◆ Exercise goal: Every line containing the string "long" should be returned from the records.

◆ Records to use:
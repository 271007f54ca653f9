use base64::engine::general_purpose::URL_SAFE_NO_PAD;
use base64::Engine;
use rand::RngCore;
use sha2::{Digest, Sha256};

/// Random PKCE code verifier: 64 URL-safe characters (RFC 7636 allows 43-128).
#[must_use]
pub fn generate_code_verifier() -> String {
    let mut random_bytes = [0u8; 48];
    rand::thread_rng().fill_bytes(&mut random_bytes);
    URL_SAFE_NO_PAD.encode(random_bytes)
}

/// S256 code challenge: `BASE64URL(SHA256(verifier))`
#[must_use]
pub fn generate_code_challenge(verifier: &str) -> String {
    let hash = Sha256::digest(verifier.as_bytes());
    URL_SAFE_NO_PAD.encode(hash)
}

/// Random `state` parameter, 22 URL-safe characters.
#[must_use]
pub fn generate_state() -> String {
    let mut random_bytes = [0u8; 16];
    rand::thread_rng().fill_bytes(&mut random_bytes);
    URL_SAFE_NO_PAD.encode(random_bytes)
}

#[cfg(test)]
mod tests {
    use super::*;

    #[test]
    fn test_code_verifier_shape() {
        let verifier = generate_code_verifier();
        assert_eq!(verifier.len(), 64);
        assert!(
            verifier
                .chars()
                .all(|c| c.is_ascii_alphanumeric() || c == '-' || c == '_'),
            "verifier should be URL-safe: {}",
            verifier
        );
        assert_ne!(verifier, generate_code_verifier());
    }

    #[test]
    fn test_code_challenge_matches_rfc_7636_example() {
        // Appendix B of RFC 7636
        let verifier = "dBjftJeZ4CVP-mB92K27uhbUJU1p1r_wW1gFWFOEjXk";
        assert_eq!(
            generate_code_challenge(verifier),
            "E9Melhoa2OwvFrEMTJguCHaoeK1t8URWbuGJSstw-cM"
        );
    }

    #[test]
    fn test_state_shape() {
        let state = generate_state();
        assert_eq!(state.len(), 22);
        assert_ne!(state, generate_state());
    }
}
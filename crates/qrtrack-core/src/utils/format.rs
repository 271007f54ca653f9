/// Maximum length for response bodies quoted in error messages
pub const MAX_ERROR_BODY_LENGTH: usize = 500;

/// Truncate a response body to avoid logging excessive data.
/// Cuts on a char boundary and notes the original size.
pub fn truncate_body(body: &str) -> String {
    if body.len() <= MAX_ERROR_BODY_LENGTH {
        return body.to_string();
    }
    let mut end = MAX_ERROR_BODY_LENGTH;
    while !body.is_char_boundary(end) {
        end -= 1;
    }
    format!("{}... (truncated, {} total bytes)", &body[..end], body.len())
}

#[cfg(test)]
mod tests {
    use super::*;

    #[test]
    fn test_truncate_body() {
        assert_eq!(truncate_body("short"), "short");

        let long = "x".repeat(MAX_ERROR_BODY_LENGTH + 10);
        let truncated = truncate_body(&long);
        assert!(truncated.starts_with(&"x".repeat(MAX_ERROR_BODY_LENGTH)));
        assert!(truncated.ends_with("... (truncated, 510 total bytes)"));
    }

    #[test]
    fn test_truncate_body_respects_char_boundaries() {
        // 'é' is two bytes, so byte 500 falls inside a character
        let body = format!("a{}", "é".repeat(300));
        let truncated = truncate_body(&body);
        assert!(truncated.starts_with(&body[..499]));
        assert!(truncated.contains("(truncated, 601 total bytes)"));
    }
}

◆ Written solution:
        let long = "x".repeat(MAX_ERROR_BODY_LENGTH + 10);
        let truncated = truncate_body(&long);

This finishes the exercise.